Ryan Molli, DO, said he hopes more orthopedic surgeons will lean into private practice in the future.
Dr. Molli, founder and CEO of Whole Health Orthopedic Institute in Meadville, Pa., discussed his journey into private practice and what young orthopedic surgeons should know.
Note: This conversation was lightly edited for clarity.
Question: Can you tell me what you're most proud of from this past year?
Dr. Ryan Molli: It would say it's the growth of our practice. I started my private practice in 2018 from scratch and started out with 14 employees. We are now the sole owner and have well over 30 employees. It was myself when I first started, and now we have five orthopedic surgeons and five [advanced practice] providers.
Q: A lot of independent orthopedic practices have considered consolidation. What strategies have helped your practice thrive on its own?
RM: Around April 2020, I left an acute care hospital, and I partnered and became a physician owner at a physician-owned surgical hospital. That partnership has really blossomed over the past three and a half years. All of our surgeons are now operating there, and we've been able to take 100% of our cases out of standard acute care hospitals. We have 10 inpatient beds, and it's nice that we have the ability to keep our patients overnight if need be. But still, 95% of our patients are going home the same day with joint replacements.
Q: Can you talk about some of the biggest trends that you've been following in health care lately?
RM: I'm disappointed that the pendulum has swung so far toward hospital employment, and one of my main goals is to swing that back toward private practice and hopefully encourage young orthopedic surgeons that it is very possible to start private practices and thrive. It's all about partnerships and making sure that you're creating the ultimate patient experience. I truly believe if you put your patient's experiences and needs and desires first, the rewards will come.
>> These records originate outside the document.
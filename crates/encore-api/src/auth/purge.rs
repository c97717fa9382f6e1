//! Background purge of expired refresh records

use super::repository::RefreshTokenStore;
use crate::audit::{audit_log, AuditEvent};
use chrono::Utc;
use std::sync::Arc;
use std::time::Duration;
use tokio::task::JoinHandle;
use tokio::time::MissedTickBehavior;

/// Spawn a task that deletes expired refresh records every `interval`
///
/// Returns `None` when `interval` is zero. Storage failures are logged and
/// the task keeps running.
pub fn spawn_purge_task(
    store: Arc<dyn RefreshTokenStore>,
    interval: Duration,
) -> Option<JoinHandle<()>> {
    if interval.is_zero() {
        tracing::info!("Refresh token purge disabled");
        return None;
    }

    Some(tokio::spawn(async move {
        let mut ticker = tokio::time::interval(interval);
        ticker.set_missed_tick_behavior(MissedTickBehavior::Delay);

        loop {
            ticker.tick().await;
            purge_once(store.as_ref()).await;
        }
    }))
}

async fn purge_once(store: &dyn RefreshTokenStore) -> u64 {
    match store.purge_expired(Utc::now()).await {
        Ok(0) => 0,
        Ok(deleted) => {
            audit_log(&AuditEvent::PurgeCompleted { deleted });
            deleted
        }
        Err(e) => {
            tracing::warn!(error = %e, "Refresh token purge failed");
            0
        }
    }
}

#[cfg(test)]
mod tests {
    use super::*;
    use crate::auth::models::RefreshTokenRecord;
    use crate::auth::repository::MemoryRefreshTokenStore;
    use chrono::Duration as ChronoDuration;
    use tokio_test::{assert_err, assert_ok};
    use uuid::Uuid;

    fn record(token_id: &str, expires_in: ChronoDuration) -> RefreshTokenRecord {
        let now = Utc::now();
        RefreshTokenRecord::new(
            Uuid::new_v4(),
            token_id.to_string(),
            now - ChronoDuration::days(1),
            now + expires_in,
            None,
            None,
        )
    }

    #[tokio::test]
    async fn test_purge_once_removes_only_expired() {
        let store = MemoryRefreshTokenStore::new();
        store.create(&record("old", ChronoDuration::hours(-1))).await.unwrap();
        store.create(&record("live", ChronoDuration::hours(1))).await.unwrap();

        assert_eq!(purge_once(&store).await, 1);
        assert_ok!(store.get_by_token_id("live").await);
        assert_err!(store.get_by_token_id("old").await);
    }

    #[tokio::test]
    async fn test_zero_interval_disables() {
        let store: Arc<dyn RefreshTokenStore> = Arc::new(MemoryRefreshTokenStore::new());
        assert!(spawn_purge_task(store, Duration::ZERO).is_none());
    }

    #[tokio::test]
    async fn test_task_runs_on_interval() {
        let store = Arc::new(MemoryRefreshTokenStore::new());
        store.create(&record("old", ChronoDuration::hours(-1))).await.unwrap();

        let handle = spawn_purge_task(store.clone(), Duration::from_secs(60)).unwrap();
        // First tick fires immediately
        for _ in 0..100 {
            if store.is_empty().await {
                break;
            }
            tokio::time::sleep(Duration::from_millis(10)).await;
        }

        assert!(store.is_empty().await);
        handle.abort();
    }
}
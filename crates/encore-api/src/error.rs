//! API error handling
//!
//! Author: hephaex@gmail.com

use crate::auth::AuthError;
use axum::{
    http::StatusCode,
    response::{IntoResponse, Response},
    Json,
};
use serde::{Deserialize, Serialize};
use utoipa::ToSchema;

/// API error response
#[derive(Debug, Serialize, Deserialize, ToSchema)]
pub struct ApiError {
    /// Error code
    pub code: String,
    /// Human-readable message
    pub message: String,
    /// Additional details
    #[serde(skip_serializing_if = "Option::is_none")]
    pub details: Option<String>,
}

impl ApiError {
    pub fn new(code: impl Into<String>, message: impl Into<String>) -> Self {
        Self {
            code: code.into(),
            message: message.into(),
            details: None,
        }
    }

    pub fn with_details(mut self, details: impl Into<String>) -> Self {
        self.details = Some(details.into());
        self
    }

    pub fn validation(details: impl Into<String>) -> Self {
        Self::new("VALIDATION_ERROR", "Request validation failed").with_details(details)
    }

    pub fn unauthorized() -> Self {
        Self::new("UNAUTHORIZED", "Authentication required")
    }

    pub fn authentication_failed() -> Self {
        Self::new("AUTHENTICATION_FAILED", "Authentication failed")
    }

    pub fn user_exists() -> Self {
        Self::new("USER_EXISTS", "A user with this email already exists")
    }

    pub fn forbidden() -> Self {
        Self::new("FORBIDDEN", "Access denied")
    }

    pub fn internal_error() -> Self {
        Self::new("INTERNAL_ERROR", "Internal server error")
    }
}

/// Application error type
#[derive(Debug)]
pub enum AppError {
    Validation(String),
    /// No credentials were presented
    Unauthorized,
    /// Credentials or tokens were presented and rejected
    AuthenticationFailed,
    Conflict,
    Forbidden,
    ServiceUnavailable(String),
    Internal(String),
    Database(String),
}

impl IntoResponse for AppError {
    fn into_response(self) -> Response {
        let (status, error) = match self {
            AppError::Validation(details) => {
                (StatusCode::BAD_REQUEST, ApiError::validation(details))
            }
            AppError::Unauthorized => (StatusCode::UNAUTHORIZED, ApiError::unauthorized()),
            AppError::AuthenticationFailed => {
                (StatusCode::UNAUTHORIZED, ApiError::authentication_failed())
            }
            AppError::Conflict => (StatusCode::CONFLICT, ApiError::user_exists()),
            AppError::Forbidden => (StatusCode::FORBIDDEN, ApiError::forbidden()),
            AppError::ServiceUnavailable(what) => (
                StatusCode::SERVICE_UNAVAILABLE,
                ApiError::new("SERVICE_UNAVAILABLE", format!("{what} is not available")),
            ),
            AppError::Internal(msg) => {
                tracing::error!(error = %msg, "Internal error");
                (StatusCode::INTERNAL_SERVER_ERROR, ApiError::internal_error())
            }
            AppError::Database(msg) => {
                tracing::error!(error = %msg, "Storage error");
                (StatusCode::INTERNAL_SERVER_ERROR, ApiError::internal_error())
            }
        };

        (status, Json(error)).into_response()
    }
}

impl From<anyhow::Error> for AppError {
    fn from(err: anyhow::Error) -> Self {
        AppError::Internal(err.to_string())
    }
}

impl From<AuthError> for AppError {
    fn from(err: AuthError) -> Self {
        if err.is_authentication_failure() {
            tracing::debug!(reason = %err, "Authentication failed");
            return AppError::AuthenticationFailed;
        }

        match err {
            AuthError::AccountExists => AppError::Conflict,
            AuthError::InvalidInput(details) => AppError::Validation(details),
            AuthError::IdentityNotConfigured => {
                AppError::ServiceUnavailable("Google sign-in".to_string())
            }
            AuthError::Storage(msg) => AppError::Database(msg),
            AuthError::HashFormat(e) => AppError::Internal(e.to_string()),
            AuthError::Internal(msg) => AppError::Internal(msg),
            // Covered by is_authentication_failure above
            AuthError::InvalidCredentials
            | AuthError::IdentityAssertionInvalid(_)
            | AuthError::TokenNotFound
            | AuthError::TokenRevokedOrExpired => AppError::AuthenticationFailed,
        }
    }
}

#[cfg(test)]
mod tests {
    use super::*;
    use axum::body::to_bytes;

    async fn render(err: AppError) -> (StatusCode, serde_json::Value) {
        let response = err.into_response();
        let status = response.status();
        let body = to_bytes(response.into_body(), usize::MAX).await.unwrap();
        (status, serde_json::from_slice(&body).unwrap())
    }

    #[tokio::test]
    async fn test_auth_failures_are_indistinguishable() {
        let a = render(AuthError::InvalidCredentials.into()).await;
        let b = render(AuthError::TokenRevokedOrExpired.into()).await;
        let c = render(AuthError::TokenNotFound.into()).await;

        assert_eq!(a.0, StatusCode::UNAUTHORIZED);
        assert_eq!(a, b);
        assert_eq!(b, c);
        assert_eq!(a.1["code"], "AUTHENTICATION_FAILED");
    }

    #[tokio::test]
    async fn test_internal_details_not_exposed() {
        let (status, body) = render(AuthError::Storage("connection refused".into()).into()).await;

        assert_eq!(status, StatusCode::INTERNAL_SERVER_ERROR);
        assert_eq!(body["code"], "INTERNAL_ERROR");
        assert!(!body.to_string().contains("connection refused"));
    }

    #[tokio::test]
    async fn test_account_exists_is_conflict() {
        let (status, body) = render(AuthError::AccountExists.into()).await;

        assert_eq!(status, StatusCode::CONFLICT);
        assert_eq!(body["code"], "USER_EXISTS");
    }

    #[tokio::test]
    async fn test_validation_details() {
        let (status, body) =
            render(AuthError::InvalidInput("password: too short".into()).into()).await;

        assert_eq!(status, StatusCode::BAD_REQUEST);
        assert_eq!(body["details"], "password: too short");
    }
}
Q: What advice would you have for experienced orthopedic surgeons to best set things up well for younger surgeons to help swing that pendulum back?
RM: In my area, we're the last private practice in Northwest Pennsylvania, and the physicians that sold to the hospitals are now extremely dissatisfied and wishing and regretting those decisions. I would say don't make quick decisions based upon pressures from hospitals and institutions. Try to maintain your independence as much as possible, and reach out to those around that have been able to successfully navigate the waters of private practice and maybe look to partner with them as well.
Q: What are you excited for in 2024?
RM: I started a podcast about three and a half months ago, and I'm starting a second podcast with one of my good buddies. It's called "Red Carpet Healthcare Solutions," and it is essentially the vehicle upon which I'm trying to help swing that pendulum back. We'll have monthly podcasts that will bring different guests from different areas of the country and the world that are in the private practice setting, or maybe physician-owned hospitals or ASCs to really give young physicians the opportunity, knowledge and hopefully the confidence that they can move to private practice.